WHAT IS EXPECTED:
A faithful transcription of all the records is required.

··· DATA SECTION

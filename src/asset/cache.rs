use super::Handle;

/// Append-only storage addressed by [`Handle`].
pub struct AssetCache<T> {
    items: Vec<T>,
}

impl<T> AssetCache<T> {
    pub fn new() -> Self {
        Self { items: Vec::new() }
    }

    pub fn insert(&mut self, item: T) -> Handle<T> {
        let index = self.items.len() as u32;
        self.items.push(item);
        Handle::new(index)
    }

    /// Get a reference to an asset by handle.
    /// Returns None if the handle is invalid.
    pub fn get(&self, handle: Handle<T>) -> Option<&T> {
        self.items.get(handle.index())
    }

    pub fn get_mut(&mut self, handle: Handle<T>) -> Option<&mut T> {
        self.items.get_mut(handle.index())
    }

    pub fn contains(&self, handle: Handle<T>) -> bool {
        handle.index() < self.items.len()
    }

    pub fn len(&self) -> usize {
        self.items.len()
    }

    pub fn is_empty(&self) -> bool {
        self.items.is_empty()
    }
}

impl<T> Default for AssetCache<T> {
    fn default() -> Self {
        Self::new()
    }
}
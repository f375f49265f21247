// Shared fixtures for the integration tests.
#![allow(dead_code)]

use glam::{Mat4, Vec3};
use wgpu_batcher::asset::{Handle, Resources};
use wgpu_batcher::renderer::{
    BufferId, InstanceLayout, RecordingBackend, Shader, Texture, VertexArray, Vertex,
};
use wgpu_batcher::RendererSettings;

pub const UNIT_TABLE: &str = "u_textures";
pub const INDIRECT_COMMANDS: u64 = 32;

pub fn settings(texture_units: u32) -> RendererSettings {
    RendererSettings {
        batch_capacity_2d: 64,
        batch_capacity_3d: 64,
        vertex_capacity: 1024,
        index_capacity: 4096,
        texture_units,
        reserved_texture_units: 0,
        unit_table_uniform: UNIT_TABLE.to_string(),
    }
}

pub struct Fixture {
    pub backend: RecordingBackend,
    pub resources: Resources,
    pub settings: RendererSettings,
}

impl Fixture {
    pub fn new(settings: RendererSettings) -> Self {
        let mut backend = RecordingBackend::new(settings.texture_units);
        backend.register_uniform_block("camera");
        Self {
            backend,
            resources: Resources::new(),
            settings,
        }
    }

    pub fn vertex_array(&mut self, name: &str, layout: InstanceLayout) -> Handle<VertexArray> {
        let settings = &self.settings;
        let (capacity, index_count) = if layout.is_2d() {
            (settings.batch_capacity_2d as u64, settings.quad_index_count())
        } else {
            (settings.batch_capacity_3d as u64, settings.index_capacity as u64)
        };
        let elements = capacity * layout.elements_per_submission() as u64;
        let vertex_bytes = Vertex::buffer_size(settings.vertex_capacity);

        let backend = &mut self.backend;
        let streams = layout
            .channels()
            .iter()
            .map(|c| backend.create_buffer(c.stride as u64 * elements))
            .collect();
        let index_buffer = backend.create_buffer(index_count * 4);
        let (vertex_buffer, indirect_buffer) = if layout.is_2d() {
            (None, None)
        } else {
            (
                Some(backend.create_buffer(vertex_bytes)),
                Some(backend.create_buffer(INDIRECT_COMMANDS * 20)),
            )
        };
        let id = backend.create_vertex_array(Some(index_buffer));

        self.resources.vertex_arrays.insert(VertexArray {
            name: name.to_string(),
            id,
            layout,
            vertex_buffer,
            index_buffer,
            streams,
            indirect_buffer,
        })
    }

    pub fn shader(&mut self, name: &str, order: u32, vertex_array: Handle<VertexArray>) -> Handle<Shader> {
        let program = self.backend.create_program(&[UNIT_TABLE]);
        self.resources
            .shaders
            .insert(Shader::new(name, program, order, vertex_array).with_uniform_block("camera"))
    }

    pub fn texture(&mut self) -> Handle<Texture> {
        let id = self.backend.create_texture();
        self.resources.textures.insert(Texture::new_2d(id, 16, 16))
    }

    pub fn cubemap(&mut self) -> Handle<Texture> {
        let id = self.backend.create_texture();
        self.resources.textures.insert(Texture::new_cube(id, 16))
    }

    pub fn stream(&self, vertex_array: Handle<VertexArray>, slot: usize) -> BufferId {
        self.resources.vertex_arrays.get(vertex_array).unwrap().streams[slot]
    }

    /// Stream contents decoded as `T`.
    pub fn stream_as<T: bytemuck::Pod>(&self, vertex_array: Handle<VertexArray>, slot: usize) -> Vec<T> {
        let bytes = self.backend.buffer_contents(self.stream(vertex_array, slot)).unwrap();
        bytemuck::pod_collect_to_vec(bytes)
    }
}

pub fn at(x: f32, y: f32, z: f32) -> Mat4 {
    Mat4::from_translation(Vec3::new(x, y, z))
}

······

SOLVED EXERCISE:
filename src/asset/cache.rs
use super::Handle;

/// Append-only storage addressed by [`Handle`].
pub struct AssetCache<T> {
    items: Vec<T>,
}

impl<T> AssetCache<T> {
    pub fn new() -> Self {
        Self { items: Vec::new() }
    }

    pub fn insert(&mut self, item: T) -> Handle<T> {
        let index = self.items.len() as u32;
        self.items.push(item);
        Handle::new(index)
    }

    /// Get a reference to an asset by handle.
    /// Returns None if the handle is invalid.
    pub fn get(&self, handle: Handle<T>) -> Option<&T> {
        self.items.get(handle.index())
    }

    pub fn get_mut(&mut self, handle: Handle<T>) -> Option<&mut T> {
        self.items.get_mut(handle.index())
    }

    pub fn contains(&self, handle: Handle<T>) -> bool {
        handle.index() < self.items.len()
    }

    pub fn len(&self) -> usize {
        self.items.len()
    }

    pub fn is_empty(&self) -> bool {
        self.items.is_empty()
    }
}

impl<T> Default for AssetCache<T> {
    fn default() -> Self {
        Self::new()
    }
}
repository f375f49265f21247
// Shared fixtures for the integration tests.
#![allow(dead_code)]

use glam::{Mat4, Vec3};
use wgpu_batcher::asset::{Handle, Resources};
use wgpu_batcher::renderer::{
    BufferId, InstanceLayout, RecordingBackend, Shader, Texture, VertexArray, Vertex,
};
use wgpu_batcher::RendererSettings;

pub const UNIT_TABLE: &str = "u_textures";
pub const INDIRECT_COMMANDS: u64 = 32;

pub fn settings(texture_units: u32) -> RendererSettings {
    RendererSettings {
        batch_capacity_2d: 64,
        batch_capacity_3d: 64,
        vertex_capacity: 1024,
        index_capacity: 4096,
        texture_units,
        reserved_texture_units: 0,
        unit_table_uniform: UNIT_TABLE.to_string(),
    }
}

pub struct Fixture {
    pub backend: RecordingBackend,
    pub resources: Resources,
    pub settings: RendererSettings,
}

impl Fixture {
    pub fn new(settings: RendererSettings) -> Self {
        let mut backend = RecordingBackend::new(settings.texture_units);
        backend.register_uniform_block("camera");
        Self {
            backend,
            resources: Resources::new(),
            settings,
        }
    }

    pub fn vertex_array(&mut self, name: &str, layout: InstanceLayout) -> Handle<VertexArray> {
        let settings = &self.settings;
        let (capacity, index_count) = if layout.is_2d() {
            (settings.batch_capacity_2d as u64, settings.quad_index_count())
        } else {
            (settings.batch_capacity_3d as u64, settings.index_capacity as u64)
        };
        let elements = capacity * layout.elements_per_submission() as u64;
        let vertex_bytes = Vertex::buffer_size(settings.vertex_capacity);

        let backend = &mut self.backend;
        let streams = layout
            .channels()
            .iter()
            .map(|c| backend.create_buffer(c.stride as u64 * elements))
            .collect();
        let index_buffer = backend.create_buffer(index_count * 4);
        let (vertex_buffer, indirect_buffer) = if layout.is_2d() {
            (None, None)
        } else {
            (
                Some(backend.create_buffer(vertex_bytes)),
                Some(backend.create_buffer(INDIRECT_COMMANDS * 20)),
            )
        };
        let id = backend.create_vertex_array(Some(index_buffer));

        self.resources.vertex_arrays.insert(VertexArray {
            name: name.to_string(),
            id,
            layout,
            vertex_buffer,
            index_buffer,
            streams,
            indirect_buffer,
        })
    }

    pub fn shader(&mut self, name: &str, order: u32, vertex_array: Handle<VertexArray>) -> Handle<Shader> {
        let program = self.backend.create_program(&[UNIT_TABLE]);
        self.resources
            .shaders
            .insert(Shader::new(name, program, order, vertex_array).with_uniform_block("camera"))
    }

    pub fn texture(&mut self) -> Handle<Texture> {
        let id = self.backend.create_texture();
        self.resources.textures.insert(Texture::new_2d(id, 16, 16))
    }

    pub fn cubemap(&mut self) -> Handle<Texture> {
        let id = self.backend.create_texture();
        self.resources.textures.insert(Texture::new_cube(id, 16))
    }

    pub fn stream(&self, vertex_array: Handle<VertexArray>, slot: usize) -> BufferId {
        self.resources.vertex_arrays.get(vertex_array).unwrap().streams[slot]
    }

    /// Stream contents decoded as `T`.
    pub fn stream_as<T: bytemuck::Pod>(&self, vertex_array: Handle<VertexArray>, slot: usize) -> Vec<T> {
        let bytes = self.backend.buffer_contents(self.stream(vertex_array, slot)).unwrap();
        bytemuck::pod_collect_to_vec(bytes)
    }
}

pub fn at(x: f32, y: f32, z: f32) -> Mat4 {
    Mat4::from_translation(Vec3::new(x, y, z))
}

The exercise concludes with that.